Adoption centres shared their side of the story, with Ruksana Kalyanwale from city-based adoption agency Bharatiya Samaj Seva Kendra recounting cases where adopted children have later expressed their wish to live with the biological parents. “It becomes difficult for us to deal with these issues. Every case that came to us was unique and we really feel that there is lot of space for legislation on adoption-related matters,” she stressed. Activist Arun Dohle added, “I was adopted by a German couple when I was two months old. I had to fight hard to trace the roots of my biological parents. Now, I am fighting for many cases where the child was kidnapped or missing, with the police record saying it was abandoned. It will be injustice for parents of these kids if the government comes up with a rule that prevents the adopted child from going back to the biological parent.”
Legal experts have also sounded alarm over the issue. “It is wrong to make a rule wherein an adopted child cannot go back to his biological parents when he has grown up. It is against the Constitution. By making such a rule, the government is trying to curtail the child’s freedom of choice,” said advocate Kainat Shaikh. Advocate Ambadas Bansode spoke about the flip side, saying, “Many parents do not inform the child that he/ she is adopted. They become very attached to the child and treat it as their own. I think a counsellor should be involved to tackle such cases. At the same time, the child has the right to live his life with dignity, with his/her choice of parents.” Bharti Ali, cofounder of NGO HAQ: Centre for Child Rights, contended, “The Act must take cognisance of changes being made in other laws like the Immoral Trafficking Act, child labour Act and so on.”
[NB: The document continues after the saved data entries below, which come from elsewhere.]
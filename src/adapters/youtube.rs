//! YouTube transcript fetcher.
//!
//! Pulls the caption track URL out of the watch page and downloads the
//! timedtext XML. Distinguishes "captions disabled" from "no transcript
//! available" in the error message; the monitor files both under the
//! same outcome.

use anyhow::{Context, Result};
use async_trait::async_trait;
use once_cell::sync::Lazy;
use regex::Regex;

use super::TranscriptFetcher;
use crate::extract::link;

static CAPTION_TRACK_URL: Lazy<Regex> = Lazy::new(|| {
    Regex::new(r#""captionTracks":\s*\[\{"baseUrl":"([^"]+)""#).expect("valid caption pattern")
});

static TIMEDTEXT_LINE: Lazy<Regex> =
    Lazy::new(|| Regex::new(r"(?s)<text[^>]*>(.*?)</text>").expect("valid timedtext pattern"));

/// Transcript fetcher backed by YouTube's public watch page.
pub struct YouTubeTranscriptFetcher {
    client: reqwest::Client,
}

impl Default for YouTubeTranscriptFetcher {
    fn default() -> Self {
        Self::new()
    }
}

impl YouTubeTranscriptFetcher {
    pub fn new() -> Self {
        Self {
            client: reqwest::Client::new(),
        }
    }
}

#[async_trait]
impl TranscriptFetcher for YouTubeTranscriptFetcher {
    async fn fetch(&self, url: &str) -> Result<String> {
        let video_id = link::video_id(url)
            .with_context(|| format!("Could not extract a video id from {url}"))?;

        let watch_url = format!("https://www.youtube.com/watch?v={video_id}");
        let page = self
            .client
            .get(&watch_url)
            .send()
            .await
            .context("Failed to fetch YouTube watch page")?
            .text()
            .await
            .context("Failed to read YouTube watch page")?;

        if !page.contains("captionTracks") {
            anyhow::bail!("Transcripts are disabled for video {video_id}");
        }

        let caption_url = CAPTION_TRACK_URL
            .captures(&page)
            .and_then(|c| c.get(1))
            .map(|m| unescape_json_url(m.as_str()))
            .with_context(|| format!("No transcript available for video {video_id}"))?;

        let timedtext = self
            .client
            .get(&caption_url)
            .send()
            .await
            .context("Failed to fetch caption track")?
            .text()
            .await
            .context("Failed to read caption track")?;

        let transcript = parse_timedtext(&timedtext);
        if transcript.is_empty() {
            anyhow::bail!("No transcript available for video {video_id}");
        }

        tracing::info!(video_id, "Transcript fetched ({} chars)", transcript.len());

        Ok(transcript)
    }
}

/// Caption URLs arrive JSON-escaped inside the page source.
fn unescape_json_url(url: &str) -> String {
    url.replace("\\u0026", "&").replace("\\/", "/")
}

/// Join timedtext cue texts into one plain-text transcript.
fn parse_timedtext(xml: &str) -> String {
    let cues: Vec<String> = TIMEDTEXT_LINE
        .captures_iter(xml)
        .filter_map(|c| c.get(1))
        .map(|m| decode_entities(m.as_str()))
        .filter(|t| !t.trim().is_empty())
        .collect();

    cues.join(" ")
}

fn decode_entities(text: &str) -> String {
    text.replace("&amp;", "&")
        .replace("&#39;", "'")
        .replace("&quot;", "\"")
        .replace("&lt;", "<")
        .replace("&gt;", ">")
        .replace('\n', " ")
}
In its defence, assistant commissioner of WCD, Maharashtra, Tele Suresh, said, “The WCD committees in districts are the final authority to declare any child as free for adoption. We always coordinate with them when some unusual case comes up. The Centre has asked us to come with a state-level draft based on the central outline. As the draft has just come out yesterday, we have not come up with any decision on specific matters mentioned in it. We will discuss with different stakeholders involved and come up with a state draft soon.” Anil Patil, a member of one of the WCD committees, added, “We have some provisions dealing with kidnapped, trafficked, stolen or missing children. Only when all the roots to trace his/ her parents are exhausted do we declare them free for adoption. But, there are a few cases where it was found that parents come in search of the child. We do have some guidelines to deal with such cases, but a detailed legislation is required.”